Fields of Plenty

field I think a lot about where our food is coming from and how it’s grown these days. Things like genetically modified organisms, mad cows, e coli spinach, tainted food from China, and monocultured organic crops grown by agribiz giants and delivered thousands of global-warming miles to a WalMart near you. Oh, and how about the mercury content in that fish. What to do?

Many people are turning to local farms. For everything. Not just some nice veggies but for meat, eggs, milk, cheese, grains and fish, too. I recently read Barbara Kingsolver’s wonderful book, Animal, Vegetable, Miracle, about living for a year consuming nothing but locally grown and produced food. It was a really funny, interesting book; part cookbook, part gardening book and partly a study in sustainable community-based agriculture. So I was delighted to find Michael Abelman’s book, Fields of Plenty, subtitled “a farmer’s journey in search of real food and the people who grow it.”

It seems obvious that if we are to survive the catastrophic consequences of global warming one of the most important things we need to do is secure our food supply. We have to be able to feed ourselves without transporting food thousands of miles using fossil fuels. And this is something we can actually do.

Fields of Plenty is about a summer’s journey all over the United States visiting small farms. We are introduced to the people who work these family farms, how their personal lives are inseparable from the food they produce, their hands, hearts and creativity evident in each tomato, each plum and each round of cheese. It is a delightful book.

The farmers are as different as the Vietnam vet with the PhD in organic chemistry who brews a microbial wine to nurture his fig trees; the family farm that has been passed down through the generations in a little village in northern New Mexico with it’s crops of chilies and tomatoes and the traditional adobe oven in the yard; the Four Season farm in Maine that transformed itself from a hippie farm in the 70s to a successful year round supplier of produce (with the help of large greenhouses) and the chicken farmer in Virginia who describes himself as a Christian Libertarian capitalist environmentalist.

Then there’s the Falks, the cheese makers in Wisconsin, who “have built a national reputation with virtually no funds, a flock of sheep of their own chance breeding, a 1950 Allis-Chalmers tractor, and a milking barn built for stabling horses.”

Some of the farms he visits are small and sell only to local farmer’s markets, some are much larger like Harmony Farms in Wisconsin with a 440 member CSA (Community supported agriculture is a plan where members receive weekly boxes of produce in return for dues paid once a year. You can find your nearest CSA by going to http://localharvest.org). The farmers sell to local restaurants in many areas. There is a farm on Long Island owned by a famous chef and several greenhouses of produce growing on rooftops in Manhattan owned by the restaurant below.

The tour of farms is interlaced with an ongoing discussion of the political and philosophical realities of farming and rural living.
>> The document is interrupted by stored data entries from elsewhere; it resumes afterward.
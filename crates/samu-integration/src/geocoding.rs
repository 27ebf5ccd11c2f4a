//! 地址解析模块
//!
//! 通过 Nominatim 风格的 HTTP 接口把地址文本解析为坐标。
//! 调用方另有总超时，这里的请求超时只是连接层面的上限。

use async_trait::async_trait;
use samu_core::collaborators::Geocoder;
use samu_core::{Coordinates, Result, SamuError};
use serde::{Deserialize, Serialize};
use std::time::Duration;
use tracing::debug;

/// 地址解析服务配置
#[derive(Debug, Clone, Serialize, Deserialize)]
pub struct HttpGeocoderConfig {
    pub base_url: String,
    pub user_agent: String,
    pub request_timeout: Duration,
}

impl Default for HttpGeocoderConfig {
    fn default() -> Self {
        Self {
            base_url: "https://nominatim.openstreetmap.org".to_string(),
            user_agent: "SAMU-Dispatch/1.0".to_string(),
            request_timeout: Duration::from_secs(3),
        }
    }
}

#[derive(Debug, Deserialize)]
struct SearchHit {
    lat: String,
    lon: String,
}

/// HTTP 地址解析器
#[derive(Debug, Clone)]
pub struct HttpGeocoder {
    client: reqwest::Client,
    search_url: String,
}

impl HttpGeocoder {
    pub fn new(config: &HttpGeocoderConfig) -> Result<Self> {
        let client = reqwest::Client::builder()
            .user_agent(config.user_agent.clone())
            .timeout(config.request_timeout)
            .build()
            .map_err(|e| SamuError::Config(format!("geocoding client: {}", e)))?;

        Ok(Self {
            client,
            search_url: format!("{}/search", config.base_url.trim_end_matches('/')),
        })
    }
}

/// 解析搜索结果，取第一条
pub fn parse_search_response(body: &str) -> Result<Option<Coordinates>> {
    let hits: Vec<SearchHit> = serde_json::from_str(body)?;
    let Some(hit) = hits.into_iter().next() else {
        return Ok(None);
    };

    let latitude = hit
        .lat
        .parse::<f64>()
        .map_err(|e| SamuError::Internal(format!("invalid latitude '{}': {}", hit.lat, e)))?;
    let longitude = hit
        .lon
        .parse::<f64>()
        .map_err(|e| SamuError::Internal(format!("invalid longitude '{}': {}", hit.lon, e)))?;

    let coordinates = Coordinates::new(latitude, longitude);
    coordinates.validate()?;
    Ok(Some(coordinates))
}

#[async_trait]
impl Geocoder for HttpGeocoder {
    async fn resolve(&self, address: &str) -> Result<Option<Coordinates>> {
        debug!("Geocoding '{}'", address);

        let response = self
            .client
            .get(&self.search_url)
            .query(&[("q", address), ("format", "json"), ("limit", "1")])
            .send()
            .await
            .map_err(|e| {
                if e.is_timeout() {
                    SamuError::UpstreamTimeout(format!("geocoding request: {}", e))
                } else {
                    SamuError::Internal(format!("geocoding request: {}", e))
                }
            })?;

        if !response.status().is_success() {
            return Err(SamuError::Internal(format!(
                "geocoding service answered {}",
                response.status()
            )));
        }

        let body = response
            .text()
            .await
            .map_err(|e| SamuError::Internal(format!("geocoding response: {}", e)))?;
        parse_search_response(&body)
    }
}

#[cfg(test)]
mod tests {
    use super::*;

    #[test]
    fn test_parse_first_hit() {
        let body = r#"[
            {"lat": "-23.5614", "lon": "-46.6559", "display_name": "Avenida Paulista"},
            {"lat": "-22.9068", "lon": "-43.1729", "display_name": "Rio de Janeiro"}
        ]"#;

        let coordinates = parse_search_response(body).unwrap().unwrap();
        assert_eq!(coordinates, Coordinates::new(-23.5614, -46.6559));
    }

    #[test]
    fn test_parse_empty_result() {
        assert_eq!(parse_search_response("[]").unwrap(), None);
    }

    #[test]
    fn test_parse_rejects_garbage() {
        assert!(parse_search_response(r#"[{"lat": "north", "lon": "0"}]"#).is_err());
        assert!(parse_search_response(r#"[{"lat": "95.0", "lon": "0"}]"#).is_err());
        assert!(matches!(
            parse_search_response("<html>"),
            Err(SamuError::Serialization(_))
        ));
    }

    #[test]
    fn test_search_url() {
        let geocoder = HttpGeocoder::new(&HttpGeocoderConfig {
            base_url: "http://localhost:8080/".to_string(),
            ..Default::default()
        })
        .unwrap();
        assert_eq!(geocoder.search_url, "http://localhost:8080/search");
    }
}
//! # SAMU调度模块
//!
//! 提供院前急救事件的完整调度功能，包括：
//! - 事件状态机：管理事件从开立到关闭的生命周期
//! - 医疗调节：调节医生接手事件并对患者进行分级
//! - 车辆派遣：派遣、状态上报、释放与撤回，保证车辆同一时间只执行一个派遣
//! - 审计日志与通知总线：每个变更生成审计事件并推送给订阅方
//! - 运营看板：按时间窗口聚合事件与车队指标

pub mod dashboard;
pub mod dispatch;
pub mod engine;
pub mod event_log;
pub mod notification;
pub mod occurrence;
pub mod regulation;
pub mod settings;
pub mod state_machine;
pub mod vehicle;

// 重新导出主要类型
pub use dashboard::{
    AlertKind, DashboardAggregator, DashboardAlert, DashboardSnapshot, HourlyCount, TimeWindow,
    UrgentOccurrence,
};
pub use dispatch::{DispatchBoard, Milestone};
pub use engine::{DispatchCenter, RestoreSummary};
pub use event_log::EventLog;
pub use notification::{Audience, Notification, NotificationBus, Subscription};
pub use occurrence::{OccurrenceFilter, OccurrenceRegistry};
pub use regulation::{PatientRegulation, RegulationWorkstation};
pub use settings::{DashboardSettings, DispatchSettings, ReadinessSettings};
pub use state_machine::{OccurrenceEvent, OccurrenceStateMachine, VehicleStatusMachine};
pub use vehicle::{Candidate, CandidateQuery, ReadinessPolicy, VehicleFilter, VehicleRegistry};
Sitting in a mayor’s office in a small black farming community in Illinois listening to the mayor say, “We can’t separate the land and the people. We have to get these kids to appreciate the art of agriculture . . .” the author wonders . . . “there is so much good intention and insight here, I am struggling to understand how conviction will prevail in this battle to preserve alternatives for the next generation. I want some simple answers, some explanation as to the huge gap between insight and reality, between the inspiration I am hearing and the poverty and discouragement I see.”

The farmer in Maine, who is producing $100,000 a year on an acre and a half, says ” . . . the best land preservation, food-security and farm-ecology strategies lie in getting young people involved. . . . How is anyone going to take us seriously and how can we do what we want to do if we can’t make it financially?”

Fortunately, many of these farms are surviving because people in the local community appreciate the fruit of their labors and support them. As individuals we vote for either healthy, locally grown food or big box food from who knows where everytime we shop. Not everyone can have a garden but most of us can shop at farmer’s markets or join a CSA for at least part of our food. And we can encourage local grocery stores and restaurants to buy locally, too. Our future is up to us.

The people in this book are at the leading edge of the future of human life on this planet in my opinion. Unless we learn to feed ourselves simply and sustainably, not much else is going to work. Nothing gives me more hope than seeing what these farmers are up to these days. And did I mention there’s an abundance of really interesting looking recipes I’ll bet you can’t find anywhere else interspersed through the book? Enjoy!